Esta perrita acompañó a Miguel Serrano por casi una década.
Fue así cómo con sorpresa recibí una semana después el mensaje del representante del Dalai Lama en Nueva Delhi, comunicándome que «mi perro» había llegado y que podía ir a buscarlo.
De este modo me encontré con Dolma, una perrita de color miel, de largo pelo sedoso, que me miraba por debajo de sus rizos aleonados. Venía directamente de los Himalaya y se comprendía que estaba sufriendo enormemente con el calor de ese verano de Delhi. Con elaborada ceremonia, el lama del Tíbet me explicó que Dolma era el nombre de una diosa de su país, del lamaísmo, equivalente a Durga o Parvati, la esposa de Shiva en India. El padre de Dolma pertenecía al hermano del Dalai Lama y la madre, a Sherpa Tensing, el primer nepalés que ascendiera al Everest con la expedición inglesa.

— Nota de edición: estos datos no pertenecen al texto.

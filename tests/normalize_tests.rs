// SPDX-License-Identifier: GPL-3.0-only

//! Integration tests for response normalization

use scanview::LookupFailure;
use scanview::lookup::normalize::normalize;
use serde_json::json;

#[test]
fn test_payload_key_shape() {
    let body = json!({"data": [{"id": "a", "name": "x", "created": 100}]});
    let items = normalize(body).unwrap();
    assert_eq!(items.len(), 1);
    assert_eq!(items[0].identifier, "a");
    assert_eq!(items[0].display_name, "x");
    assert!(items[0].captured_at.is_some());
}

#[test]
fn test_top_level_array_sorted_newest_first() {
    let body = json!([
        {"id": "a", "name": "x", "created": 100},
        {"id": "b", "name": "y", "created": 200},
    ]);
    let items = normalize(body).unwrap();
    let order: Vec<&str> = items.iter().map(|i| i.identifier.as_str()).collect();
    assert_eq!(order, vec!["b", "a"]);
}

#[test]
fn test_untimestamped_items_sort_last_in_arrival_order() {
    let body = json!([
        {"id": "n1", "name": "first untimestamped"},
        {"id": "t1", "name": "old", "created": 50},
        {"id": "n2", "name": "second untimestamped"},
        {"id": "t2", "name": "new", "created": 500},
    ]);
    let items = normalize(body).unwrap();
    let order: Vec<&str> = items.iter().map(|i| i.identifier.as_str()).collect();
    assert_eq!(order, vec!["t2", "t1", "n1", "n2"]);
}

#[test]
fn test_server_reported_failure() {
    let body = json!({"success": false, "message": "bad code"});
    assert_eq!(
        normalize(body),
        Err(LookupFailure::ServerReported("bad code".to_string()))
    );
}

#[test]
fn test_items_key_shape() {
    let body = json!({"items": [{"id": "a", "url": "https://x/a.jpg"}]});
    let items = normalize(body).unwrap();
    assert_eq!(items[0].image_locator, "https://x/a.jpg");
}

#[test]
fn test_images_key_shape() {
    let body = json!({"images": [{"name": "shelf.jpg", "url": "https://x/s.jpg"}]});
    let items = normalize(body).unwrap();
    // No id field: the name doubles as the identifier
    assert_eq!(items[0].identifier, "shelf.jpg");
}

#[test]
fn test_payload_key_beats_collection_key() {
    let body = json!({
        "images": [{"id": "from-images"}],
        "data": [{"id": "from-data"}],
    });
    let items = normalize(body).unwrap();
    assert_eq!(items[0].identifier, "from-data");
}

#[test]
fn test_item_without_identifier_dropped_softly() {
    let body = json!([
        {"url": "https://x/orphan.jpg"},
        {"id": "kept", "url": "https://x/kept.jpg"},
    ]);
    let items = normalize(body).unwrap();
    assert_eq!(items.len(), 1);
    assert_eq!(items[0].identifier, "kept");
}

#[test]
fn test_empty_array_is_success() {
    assert_eq!(normalize(json!([])), Ok(Vec::new()));
    assert_eq!(normalize(json!({"data": []})), Ok(Vec::new()));
}

#[test]
fn test_unrecognized_object_shape() {
    let body = json!({"count": 3});
    assert_eq!(normalize(body), Err(LookupFailure::UnrecognizedShape));
}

De este modo, mi perrita poseía el mejor de los pedigree, además de proceder directamente del corazón del Dalai Lama, porque todo regalo hecho por este alto dignatario viene directamente de su corazón. A lo mejor Dolma era un lama reencarnado.

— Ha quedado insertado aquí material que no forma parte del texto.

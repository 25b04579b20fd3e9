// SPDX-License-Identifier: GPL-3.0-only

//! Integration tests for the lookup client against a local HTTP stub

mod common;

use scanview::{BarcodeValue, LookupClient, LookupFailure};
use std::time::Duration;

const TIMEOUT: Duration = Duration::from_secs(5);

fn barcode() -> BarcodeValue {
    BarcodeValue::new("4006381333931").unwrap()
}

#[tokio::test]
async fn test_successful_lookup_normalizes_and_sorts() {
    let body = r#"[
        {"id": "a", "name": "x", "url": "https://x/a.jpg", "created": 100},
        {"id": "b", "name": "y", "url": "https://x/b.jpg", "created": 200}
    ]"#;
    let url = common::serve_once("200 OK", body.to_string()).await;

    let client = LookupClient::new(url, None, TIMEOUT).unwrap();
    let items = client.lookup(&barcode()).await.unwrap();

    assert_eq!(items.len(), 2);
    assert_eq!(items[0].identifier, "b");
    assert_eq!(items[1].identifier, "a");
}

#[tokio::test]
async fn test_empty_result_is_ok_not_error() {
    let url = common::serve_once("200 OK", "[]".to_string()).await;
    let client = LookupClient::new(url, None, TIMEOUT).unwrap();
    assert_eq!(client.lookup(&barcode()).await, Ok(Vec::new()));
}

#[tokio::test]
async fn test_non_success_status_is_transport_failure() {
    let url = common::serve_once("502 Bad Gateway", "oops".to_string()).await;
    let client = LookupClient::new(url, None, TIMEOUT).unwrap();

    match client.lookup(&barcode()).await {
        Err(LookupFailure::Transport { status, .. }) => assert_eq!(status, Some(502)),
        other => panic!("expected transport failure, got {:?}", other),
    }
}

#[tokio::test]
async fn test_non_json_body_is_malformed() {
    let url = common::serve_once("200 OK", "<html>not json</html>".to_string()).await;
    let client = LookupClient::new(url, None, TIMEOUT).unwrap();

    assert!(matches!(
        client.lookup(&barcode()).await,
        Err(LookupFailure::MalformedBody(_))
    ));
}

#[tokio::test]
async fn test_server_reported_failure_body() {
    let body = r#"{"success": false, "message": "bad code"}"#;
    let url = common::serve_once("200 OK", body.to_string()).await;
    let client = LookupClient::new(url, None, TIMEOUT).unwrap();

    assert_eq!(
        client.lookup(&barcode()).await,
        Err(LookupFailure::ServerReported("bad code".to_string()))
    );
}

#[tokio::test]
async fn test_connection_refused_is_transport_failure() {
    // Port 9 (discard) is not listening
    let client = LookupClient::new("http://127.0.0.1:9/lookup", None, TIMEOUT).unwrap();
    assert!(matches!(
        client.lookup(&barcode()).await,
        Err(LookupFailure::Transport { .. })
    ));
}
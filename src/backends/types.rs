// SPDX-License-Identifier: GPL-3.0-only

//! Shared types for capture backends
//!
//! Live capture is abstracted as a stream of [`Frame`] values. Real camera
//! integration lives outside this crate; anything that can produce frames
//! (a camera wrapper, a test fixture, the bundled [`ImageSequenceSource`])
//! plugs into the live decoder the same way.

use futures::Stream;
use image::GrayImage;
use std::path::{Path, PathBuf};
use std::pin::Pin;
use std::sync::Arc;
use std::time::Instant;
use tracing::{debug, warn};

use crate::errors::SessionFailure;

/// Pixel layout of a frame
#[derive(Debug, Clone, Copy, PartialEq, Eq)]
pub enum PixelFormat {
    /// 8-bit RGBA, 4 bytes per pixel
    Rgba,
    /// 8-bit RGB, 3 bytes per pixel
    Rgb,
    /// 8-bit grayscale, 1 byte per pixel
    Gray8,
}

impl PixelFormat {
    pub fn bytes_per_pixel(self) -> u32 {
        match self {
            PixelFormat::Rgba => 4,
            PixelFormat::Rgb => 3,
            PixelFormat::Gray8 => 1,
        }
    }
}

/// One frame sampled from a live source
///
/// Rows may carry stride padding beyond `width * bytes_per_pixel`; the data
/// is shared so frames can be handed to a blocking decode task without
/// copying.
#[derive(Debug, Clone)]
pub struct Frame {
    pub width: u32,
    pub height: u32,
    /// Bytes per row including any padding
    pub stride: u32,
    pub format: PixelFormat,
    pub data: Arc<[u8]>,
    pub captured_at: Instant,
}

impl Frame {
    /// Build a tightly packed RGB frame from a decoded image
    pub fn from_image(image: &image::DynamicImage) -> Self {
        let rgb = image.to_rgb8();
        let (width, height) = rgb.dimensions();
        Self {
            width,
            height,
            stride: width * 3,
            format: PixelFormat::Rgb,
            data: rgb.into_raw().into(),
            captured_at: Instant::now(),
        }
    }

    /// Convert to a grayscale image, dropping stride padding
    ///
    /// Luma uses the integer BT.601 weights (76r + 150g + 29b) >> 8.
    pub fn to_gray(&self) -> GrayImage {
        let width = self.width as usize;
        let height = self.height as usize;
        let stride = self.stride as usize;
        let bpp = self.format.bytes_per_pixel() as usize;

        let mut gray = Vec::with_capacity(width * height);
        for y in 0..height {
            let row_start = y * stride;
            for x in 0..width {
                let idx = row_start + x * bpp;
                let luma = match self.format {
                    PixelFormat::Gray8 => self.data.get(idx).copied().unwrap_or(0),
                    PixelFormat::Rgb | PixelFormat::Rgba => {
                        let r = self.data.get(idx).copied().unwrap_or(0) as u32;
                        let g = self.data.get(idx + 1).copied().unwrap_or(0) as u32;
                        let b = self.data.get(idx + 2).copied().unwrap_or(0) as u32;
                        ((76 * r + 150 * g + 29 * b) >> 8) as u8
                    }
                };
                gray.push(luma);
            }
        }

        GrayImage::from_raw(self.width, self.height, gray)
            .expect("buffer sized to width * height")
    }
}

/// Boxed stream of frames — the opaque live capture source
pub type FrameStream = Pin<Box<dyn Stream<Item = Frame> + Send>>;

/// Replays a directory of image files as a frame stream
///
/// Stands in for a camera when scripting or testing: files are sorted by
/// name and yielded in order, each decoded off the async runtime. Files
/// that fail to read or decode are skipped with a diagnostic.
pub struct ImageSequenceSource {
    frames: Vec<PathBuf>,
}

impl ImageSequenceSource {
    const EXTENSIONS: [&'static str; 4] = ["jpg", "jpeg", "png", "bmp"];

    /// Scan a directory for image files
    pub fn open(dir: &Path) -> Result<Self, SessionFailure> {
        let entries = std::fs::read_dir(dir).map_err(SessionFailure::from)?;

        let mut frames: Vec<PathBuf> = entries
            .filter_map(|entry| entry.ok().map(|e| e.path()))
            .filter(|path| {
                path.extension()
                    .map(|ext| {
                        Self::EXTENSIONS
                            .iter()
                            .any(|known| ext.eq_ignore_ascii_case(known))
                    })
                    .unwrap_or(false)
            })
            .collect();
        frames.sort();

        debug!(dir = %dir.display(), count = frames.len(), "Opened image sequence");
        Ok(Self { frames })
    }

    pub fn len(&self) -> usize {
        self.frames.len()
    }

    pub fn is_empty(&self) -> bool {
        self.frames.is_empty()
    }

    /// Consume the source into a frame stream
    pub fn into_stream(self) -> FrameStream {
        Box::pin(async_stream::stream! {
            for path in self.frames {
                let bytes = match tokio::fs::read(&path).await {
                    Ok(bytes) => bytes,
                    Err(e) => {
                        warn!(path = %path.display(), error = %e, "Skipping unreadable file");
                        continue;
                    }
                };
                let decoded = tokio::task::spawn_blocking(move || {
                    image::load_from_memory(&bytes)
                })
                .await;
                match decoded {
                    Ok(Ok(image)) => yield Frame::from_image(&image),
                    Ok(Err(e)) => {
                        warn!(path = %path.display(), error = %e, "Skipping undecodable file");
                    }
                    Err(e) => {
                        warn!(path = %path.display(), error = %e, "Image decode task failed");
                    }
                }
            }
        })
    }
}

#[cfg(test)]
mod tests {
    use super::*;

    #[test]
    fn test_to_gray_drops_stride_padding() {
        // 2x2 RGB with 2 bytes of padding per row
        let data: Vec<u8> = vec![
            255, 255, 255, 0, 0, 0, 9, 9, // row 0: white, black, padding
            0, 0, 0, 255, 255, 255, 9, 9, // row 1: black, white, padding
        ];
        let frame = Frame {
            width: 2,
            height: 2,
            stride: 8,
            format: PixelFormat::Rgb,
            data: Arc::from(data.as_slice()),
            captured_at: Instant::now(),
        };

        let gray = frame.to_gray();
        assert_eq!(gray.dimensions(), (2, 2));
        assert!(gray.get_pixel(0, 0)[0] > 200);
        assert_eq!(gray.get_pixel(1, 0)[0], 0);
        assert_eq!(gray.get_pixel(0, 1)[0], 0);
        assert!(gray.get_pixel(1, 1)[0] > 200);
    }

    #[test]
    fn test_gray8_passthrough() {
        let data: Vec<u8> = vec![10, 20, 30, 40];
        let frame = Frame {
            width: 2,
            height: 2,
            stride: 2,
            format: PixelFormat::Gray8,
            data: Arc::from(data.as_slice()),
            captured_at: Instant::now(),
        };
        let gray = frame.to_gray();
        assert_eq!(gray.as_raw(), &vec![10, 20, 30, 40]);
    }
}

En mi casa de Delhi, junto a los monos, bajo los bananos y las higueras, Dolma me esperaba en las noches, sin dormir hasta que yo regresara de las comidas y fiestas de despedida que entonces me daban. Mi viejo bearer, Samuel, me decía: «Ella es como una esposa, no puede dormir hasta que usted llega». En las mañanas Dolma me despertaba con suaves besos y caricias de su mano.
Cuando Nehru me invitó a un almuerzo familiar en su casa, para despedirme, fui con Dolma. Y ella estuvo todo el tiempo bajo la mesa, mientras conversábamos precisamente del Tíbet y de la China. Nehru no se explicaba la repentina animosidad de los chinos, a quienes él había ayudado y defendido en los organismos internacionales. Le dije:
«―¿No será por el refugio que usted ha dado al Dalai Lama?».
Nehru movió su cabeza, vacilando:
«―Es posible», me respondió.
Estaban presentes en aquel almuerzo la hermana de Nehru, señora Krishna Hutheesing, y su hija, Indira Gandhi. También uno de sus nietos.
Partí de India en barco y debí dejar a Dolma en Nueva Delhi, en casa de mi amigo el embajador del Japón, para evitarle así el largo encierro de un viaje por mar. La señora Gandhi me fue a despedir a la estación de ferrocarril de Nueva Delhi, llevándome un recuerdo de su padre: el bastón de sándalo con el que viajaba por India y por el mundo; una especie de bastón de mariscal. Me dijo: «Mi padre se lo manda, por si alguna vez necesita pegarle a alguien en Yugoslavia». Conservo este bastón, firmado por Indira Gandhi, como algo muy preciado. Nunca necesité pegarle a nadie en Yugoslavia, ni en ningún país extranjero donde he vivido. Quizás en Chile podría usarlo. Aún tengo aquí este bastón, cuando Dolma ya no está… Los bastones no envejecen, no mueren. La madera parece como si fuera eterna, especialmente la madera de sándalo…
Mucho me costó recuperar a mi perrita tibetana. Creo que también me ayudó la señora Gandhi. En verdad, es difícil deshacerse de un «animal sagrado». Un amigo chileno fue a rescatarla finalmente a la embajada del Japón y me la trajo a Europa. Me avisó por telegrama de su llegada a Italia, al aeropuerto «Leonardo da Vinci». La noticia me llegó justamente cuando me aprontaba para hacer la visita protocolar en Belgrado al entonces vicepresidente, Rankovic. Mi perrita llegaba ese mismo día a Roma. ¿Qué podía hacer? ¿Podía dejarla abandonada en un aeropuerto internacional? Tomé el teléfono y hablé con el jefe del Protocolo del ministerio de Relaciones Exteriores yugoslavo, embajador Sergio Makiedo. Le expliqué que «un gran amor» me llegaba a Roma el mismo día de mi entrevista con el vicepresidente. «Una dama no puede quedar allí esperando», le dije, «más aún si esa dama nos ha sido donada por el Dalai Lama, y más aún si esa dama es un perro». El jefe del Protocolo del gobierno comunista de Belgrado no dijo nada, pero su silencio en el teléfono reveló su desconcierto.